> [EXERCISE DETAILS]:
Repeat each entry below exactly.

> [RECORDS PROVIDED]:
^^^^^^^^
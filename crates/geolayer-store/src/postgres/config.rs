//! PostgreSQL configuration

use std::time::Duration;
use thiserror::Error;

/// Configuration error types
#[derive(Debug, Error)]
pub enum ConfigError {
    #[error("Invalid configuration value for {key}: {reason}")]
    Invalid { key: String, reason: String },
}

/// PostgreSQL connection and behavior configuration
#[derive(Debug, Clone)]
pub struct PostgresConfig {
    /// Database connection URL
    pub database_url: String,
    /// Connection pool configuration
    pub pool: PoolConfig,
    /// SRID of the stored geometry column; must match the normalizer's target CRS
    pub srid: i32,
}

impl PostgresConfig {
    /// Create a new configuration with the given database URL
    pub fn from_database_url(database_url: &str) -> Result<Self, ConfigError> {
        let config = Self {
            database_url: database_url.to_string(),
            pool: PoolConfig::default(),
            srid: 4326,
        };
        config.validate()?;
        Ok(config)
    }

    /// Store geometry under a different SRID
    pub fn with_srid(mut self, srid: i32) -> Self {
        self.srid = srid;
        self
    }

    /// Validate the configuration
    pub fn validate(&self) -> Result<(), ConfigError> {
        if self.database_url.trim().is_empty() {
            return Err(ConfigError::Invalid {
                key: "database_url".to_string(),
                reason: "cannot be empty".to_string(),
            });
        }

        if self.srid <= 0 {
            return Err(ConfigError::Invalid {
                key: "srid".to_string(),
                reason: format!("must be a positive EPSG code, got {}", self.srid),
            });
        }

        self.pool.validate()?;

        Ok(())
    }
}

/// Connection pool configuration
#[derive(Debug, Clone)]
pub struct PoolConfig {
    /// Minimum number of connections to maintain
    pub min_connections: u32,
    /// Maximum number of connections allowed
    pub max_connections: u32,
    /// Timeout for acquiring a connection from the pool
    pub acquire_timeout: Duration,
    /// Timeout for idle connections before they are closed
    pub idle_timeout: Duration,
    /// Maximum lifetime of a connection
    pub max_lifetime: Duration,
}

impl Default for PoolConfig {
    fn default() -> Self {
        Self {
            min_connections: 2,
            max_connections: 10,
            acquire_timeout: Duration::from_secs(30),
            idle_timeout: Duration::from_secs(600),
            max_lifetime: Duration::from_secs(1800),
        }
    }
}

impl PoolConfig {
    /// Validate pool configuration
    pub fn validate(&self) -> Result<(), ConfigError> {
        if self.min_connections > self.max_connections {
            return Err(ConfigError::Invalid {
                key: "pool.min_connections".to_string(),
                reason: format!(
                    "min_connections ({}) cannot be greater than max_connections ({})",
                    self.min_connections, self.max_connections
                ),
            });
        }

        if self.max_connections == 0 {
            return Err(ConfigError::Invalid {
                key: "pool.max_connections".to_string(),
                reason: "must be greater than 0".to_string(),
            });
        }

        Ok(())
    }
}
^^^^^^^^
> [COMPLETED TASK]:
filename crates/geolayer-store/src/postgres/config.rs
//! PostgreSQL configuration

use std::time::Duration;
use thiserror::Error;

/// Configuration error types
#[derive(Debug, Error)]
pub enum ConfigError {
    #[error("Invalid configuration value for {key}: {reason}")]
    Invalid { key: String, reason: String },
}

/// PostgreSQL connection and behavior configuration
#[derive(Debug, Clone)]
pub struct PostgresConfig {
    /// Database connection URL
    pub database_url: String,
    /// Connection pool configuration
    pub pool: PoolConfig,
    /// SRID of the stored geometry column; must match the normalizer's target CRS
    pub srid: i32,
}

impl PostgresConfig {
    /// Create a new configuration with the given database URL
    pub fn from_database_url(database_url: &str) -> Result<Self, ConfigError> {
        let config = Self {
            database_url: database_url.to_string(),
            pool: PoolConfig::default(),
            srid: 4326,
        };
        config.validate()?;
        Ok(config)
    }

    /// Store geometry under a different SRID
    pub fn with_srid(mut self, srid: i32) -> Self {
        self.srid = srid;
        self
    }

    /// Validate the configuration
    pub fn validate(&self) -> Result<(), ConfigError> {
        if self.database_url.trim().is_empty() {
            return Err(ConfigError::Invalid {
                key: "database_url".to_string(),
                reason: "cannot be empty".to_string(),
            });
        }

        if self.srid <= 0 {
            return Err(ConfigError::Invalid {
                key: "srid".to_string(),
                reason: format!("must be a positive EPSG code, got {}", self.srid),
            });
        }

        self.pool.validate()?;

        Ok(())
    }
}

/// Connection pool configuration
#[derive(Debug, Clone)]
pub struct PoolConfig {
    /// Minimum number of connections to maintain
    pub min_connections: u32,
    /// Maximum number of connections allowed
    pub max_connections: u32,
    /// Timeout for acquiring a connection from the pool
    pub acquire_timeout: Duration,
    /// Timeout for idle connections before they are closed
    pub idle_timeout: Duration,
    /// Maximum lifetime of a connection
    pub max_lifetime: Duration,
}

impl Default for PoolConfig {
    fn default() -> Self {
        Self {
            min_connections: 2,
            max_connections: 10,
            acquire_timeout: Duration::from_secs(30),
            idle_timeout: Duration::from_secs(600),
            max_lifetime: Duration::from_secs(1800),
        }
    }
}

impl PoolConfig {
    /// Validate pool configuration
    pub fn validate(&self) -> Result<(), ConfigError> {
        if self.min_connections > self.max_connections {
            return Err(ConfigError::Invalid {
                key: "pool.min_connections".to_string(),
                reason: format!(
                    "min_connections ({}) cannot be greater than max_connections ({})",
                    self.min_connections, self.max_connections
                ),
            });
        }

        if self.max_connections == 0 {
            return Err(ConfigError::Invalid {
                key: "pool.max_connections".to_string(),
                reason: "must be greater than 0".to_string(),
            });
        }

        Ok(())
    }
}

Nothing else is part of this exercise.